Ballistic coefficient

From Wikipedia, the free encyclopedia

The ballistic coefficient (BC) of a body is a measure of its ability to overcome air resistance in flight. It is inversely proportional to the deceleration—a high number indicates a low deceleration.

It is given by the mass of the object divided by the diameter squared that it presents to the airflow divided by a dimensionless constant i that relates to the aerodynamics of its shape.

Ballistic coefficient has units of lb/in² or kg/m².

The formula for calculating the ballistic coefficient is as follows:

$C = \frac{SD}{i} = \frac{w}{i*d^2}$

where:

C = ballistic coefficient
SD = sectional density
i = form factor
w = Mass of object, lb or kg
d = diameter of the object, in or m

Alternately:

$C = \frac{M}{Cd*A} = \frac{d*l}{Cd}$

where:

C = ballistic coefficient
M = Mass
A = cross-sectional area
Cd = Cd factor
d = average density
l = body length

1 Bullet Performance
2 Reentry vehicles
3 References
4 Notes

[edit] Bullet Performance

A bullet with a high BC will travel further than one with a low BC. Since dense materials give more mass for a given volume or cross-section, bullets often employ lead in their construction and some military weapons use depleted uranium.

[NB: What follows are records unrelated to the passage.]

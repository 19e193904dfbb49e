use serde::{Deserialize, Deserializer, Serialize};
use serde_json::{Map, Value};

use crate::{CaniphishError, Result};

/// Top-level key holding the mail sender issue list
pub const SENDER_ISSUES_KEY: &str = "MailSenderIssues";
/// Top-level key holding the receiver stack and MX records
pub const RECEIVER_ISSUES_KEY: &str = "MailReceiverIssues";
/// Top-level key holding the raw SPF record
pub const SPF_RECORD_KEY: &str = "SPFRecord";
/// Top-level key holding the raw DMARC record
pub const DMARC_RECORD_KEY: &str = "DMARCRecord";

/// Decoded response of the supply-chain scan endpoint.
///
/// The upstream document has no enforced schema, so the object is kept as-is
/// (key order included) and the interesting fields are read through lenient
/// accessors that treat anything missing or oddly shaped as empty.
#[derive(Debug, Clone, Default, PartialEq, Serialize, Deserialize)]
#[serde(transparent)]
pub struct ScanResult(Map<String, Value>);

/// An issue found with the domain's mail senders
#[derive(Debug, Clone, Default, PartialEq, Eq, Serialize, Deserialize)]
#[serde(default)]
pub struct SenderIssue {
    /// Issue code (numeric upstream, kept as text)
    #[serde(deserialize_with = "lenient_string")]
    pub code: String,

    /// Short description
    #[serde(deserialize_with = "lenient_string")]
    pub title: String,

    /// Severity label, e.g. "High"
    #[serde(deserialize_with = "lenient_string")]
    pub severity: String,
}

/// A third-party technology in the domain's mail receiving stack
#[derive(Debug, Clone, Default, PartialEq, Eq, Serialize, Deserialize)]
#[serde(default)]
pub struct SupplyDetail {
    /// Vendor or product name
    #[serde(deserialize_with = "lenient_string")]
    pub technology: String,

    /// Kind of service the technology provides
    #[serde(rename = "technologyType", deserialize_with = "lenient_string")]
    pub technology_type: String,
}

impl ScanResult {
    /// Wrap an already-decoded JSON object
    #[must_use]
    pub const fn new(fields: Map<String, Value>) -> Self {
        Self(fields)
    }

    /// Parse a response body
    pub fn from_json(body: &str) -> Result<Self> {
        let value: Value = serde_json::from_str(body)?;
        Self::try_from(value)
    }

    /// Raw top-level fields
    #[must_use]
    pub const fn fields(&self) -> &Map<String, Value> {
        &self.0
    }

    /// Look up a raw top-level field
    #[must_use]
    pub fn get(&self, key: &str) -> Option<&Value> {
        self.0.get(key)
    }

    /// Issues listed under `MailSenderIssues`
    #[must_use]
    pub fn sender_issues(&self) -> Vec<SenderIssue> {
        parse_list(self.get(SENDER_ISSUES_KEY))
    }

    /// Technologies listed under `MailReceiverIssues.supplyDetails`
    #[must_use]
    pub fn receiver_stack(&self) -> Vec<SupplyDetail> {
        parse_list(self.receiver_field("supplyDetails"))
    }

    /// MX hosts listed under `MailReceiverIssues.mxRecordSet`
    #[must_use]
    pub fn mx_records(&self) -> Vec<String> {
        self.receiver_field("mxRecordSet")
            .and_then(Value::as_array)
            .map(|items| items.iter().filter_map(text).collect())
            .unwrap_or_default()
    }

    /// Raw SPF record, if the domain publishes one
    #[must_use]
    pub fn spf_record(&self) -> Option<String> {
        self.get(SPF_RECORD_KEY).and_then(text)
    }

    /// Raw DMARC record, if the domain publishes one
    #[must_use]
    pub fn dmarc_record(&self) -> Option<String> {
        self.get(DMARC_RECORD_KEY).and_then(text)
    }

    fn receiver_field(&self, key: &str) -> Option<&Value> {
        self.get(RECEIVER_ISSUES_KEY)
            .and_then(Value::as_object)
            .and_then(|receiver| receiver.get(key))
    }
}

impl TryFrom<Value> for ScanResult {
    type Error = CaniphishError;

    fn try_from(value: Value) -> Result<Self> {
        match value {
            Value::Object(fields) => Ok(Self(fields)),
            other => Err(CaniphishError::MalformedResponse(format!(
                "expected a JSON object, got {}",
                kind(&other)
            ))),
        }
    }
}

impl From<ScanResult> for Value {
    fn from(result: ScanResult) -> Self {
        Self::Object(result.0)
    }
}

/// Decode every object entry of a JSON array, skipping entries that aren't objects.
fn parse_list<T>(value: Option<&Value>) -> Vec<T>
where
    T: for<'de> Deserialize<'de>,
{
    value
        .and_then(Value::as_array)
        .map(|items| {
            items
                .iter()
                .filter(|item| item.is_object())
                .filter_map(|item| T::deserialize(item).ok())
                .collect()
        })
        .unwrap_or_default()
}

/// Render a scalar as display text; `null`, `false` and empty strings are absent.
fn text(value: &Value) -> Option<String> {
    match value {
        Value::String(s) if s.is_empty() => None,
        Value::String(s) => Some(s.clone()),
        Value::Number(n) => Some(n.to_string()),
        Value::Bool(true) => Some("true".to_string()),
        Value::Null | Value::Bool(false) => None,
        Value::Array(_) | Value::Object(_) => Some(value.to_string()),
    }
}

fn lenient_string<'de, D>(deserializer: D) -> std::result::Result<String, D::Error>
where
    D: Deserializer<'de>,
{
    let value = Value::deserialize(deserializer)?;
    Ok(match value {
        Value::String(s) => s,
        Value::Null => String::new(),
        other => other.to_string(),
    })
}

const fn kind(value: &Value) -> &'static str {
    match value {
        Value::Null => "null",
        Value::Bool(_) => "a boolean",
        Value::Number(_) => "a number",
        Value::String(_) => "a string",
        Value::Array(_) => "an array",
        Value::Object(_) => "an object",
    }
}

When hunting with a rifle a higher BC is desirable for several reasons. A higher BC results in a flatter trajectory which in turn reduces the effect of errors in estimating the distance to the target. This is particularly important when attempting a clean hit on the vitals of a game animal. If the target animal is closer than estimated, then the bullet will hit higher than expected. Conversely, if the animal is further than estimated the bullet will hit lower than expected. Such a difference in bullet drop can often make the difference between a clean kill and a wounded animal.

This difference in trajectories become even more critical at longer ranges. For some cartridges, the difference in two bullet designs fired from the same rifle can result in a difference between the two of a foot or more at 500 yards. The difference in impact energy can also be great because kinetic energy depends on the square of the velocity. A bullet with a high BC arrives at the target faster and with more energy than one with a low BC.

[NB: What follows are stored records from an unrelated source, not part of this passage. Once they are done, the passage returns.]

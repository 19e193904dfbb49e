//! Request and response types for the supply-chain scan endpoint.

mod request;
mod result;

pub use request::*;
pub use result::*;
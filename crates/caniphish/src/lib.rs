//! Rust client for the caniphish.com supply-chain scan API.
//!
//! # Quick Start
//!
//! ```rust,ignore
//! use caniphish::{CaniphishClient, ScanRequest};
//!
//! #[tokio::main]
//! async fn main() -> caniphish::Result<()> {
//!     let client = CaniphishClient::new()?;
//!     let request = ScanRequest::new("your-api-key", "you@example.com", "example.com");
//!
//!     let result = client.fetch(&request).await?;
//!     for issue in result.sender_issues() {
//!         println!("{} {} ({})", issue.code, issue.title, issue.severity);
//!     }
//!     println!("SPF: {:?}", result.spf_record());
//!
//!     Ok(())
//! }
//! ```
//!
//! # Features
//!
//! - `default` - Uses rustls for TLS
//! - `rustls` - Use rustls for TLS (recommended)
//! - `native-tls` - Use system native TLS

#![doc(html_root_url = "https://docs.rs/caniphish/0.2.0")]

// Re-export core types
pub use caniphish_core::*;

// Re-export client
pub use caniphish_client::{
    CaniphishClient, CaniphishClientBuilder, RetryConfig, DEFAULT_ENDPOINT,
    DEFAULT_RETRY_STATUSES, DEFAULT_TIMEOUT,
};

// Re-export runtime for convenience
pub use serde_json;
pub use tokio;
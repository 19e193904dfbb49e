//! Core types and errors for the caniphish API client.
//!
//! This crate provides the foundational types used across the workspace:
//!
//! - **Types**: [`ScanRequest`] and the loosely-typed [`ScanResult`] with its
//!   field views ([`SenderIssue`], [`SupplyDetail`])
//! - **Errors**: [`CaniphishError`] and the [`Result`] alias
//!
//! # Example
//!
//! ```rust,ignore
//! use caniphish_core::{ScanResult, Result};
//!
//! fn summarize(result: &ScanResult) -> Result<()> {
//!     for issue in result.sender_issues() {
//!         println!("{} ({})", issue.title, issue.severity);
//!     }
//!     Ok(())
//! }
//! ```

#![doc(html_root_url = "https://docs.rs/caniphish-core/0.2.0")]

mod error;
pub mod types;

pub use error::{CaniphishError, Result};
pub use types::*;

Ammunition makers often offer several bullet weights and types for a given cartridge. Heavy-for-caliber pointed (spitzer) bullets with a boattail design have the highest BC, whereas lighter bullets with square tails and blunt noses have lower BCs. 6mm and 6.5mm cartridges are probably the most well known for having high BC bullets and are often used in long range target matches of 600-1000 meters. The 6 and 6.5 have relatively light recoil compared to larger calibers with high BC bullets and tend to take matches where accuracy is key. Examples include the 6mm PPC and the 6.5 Grendel The 6.5mm is also a very popular hunting caliber in Europe but not so much in the United States. In the larger caliber category, the .338 Lapua Magnum, .50 BMG are popular with very high BC bullets for shooting beyond 1000 meters. A new competitor in the the larger caliber category is the .408 Cheyenne Tactical.

Since the higher BC bullet gets to the target faster, it is also less affected by the crosswinds.

[edit] Reentry vehicles

The ballistic coefficient of an atmospheric reentry vehicle has a big impact on its behaviour. A very high ballistic coefficient vehicle would reduce velocity very slowly and would impact the Earths surface ("auger in") at supersonic speeds. A low ballistic coefficient vehicle would slow at high altitude in thin air and would experience less heating.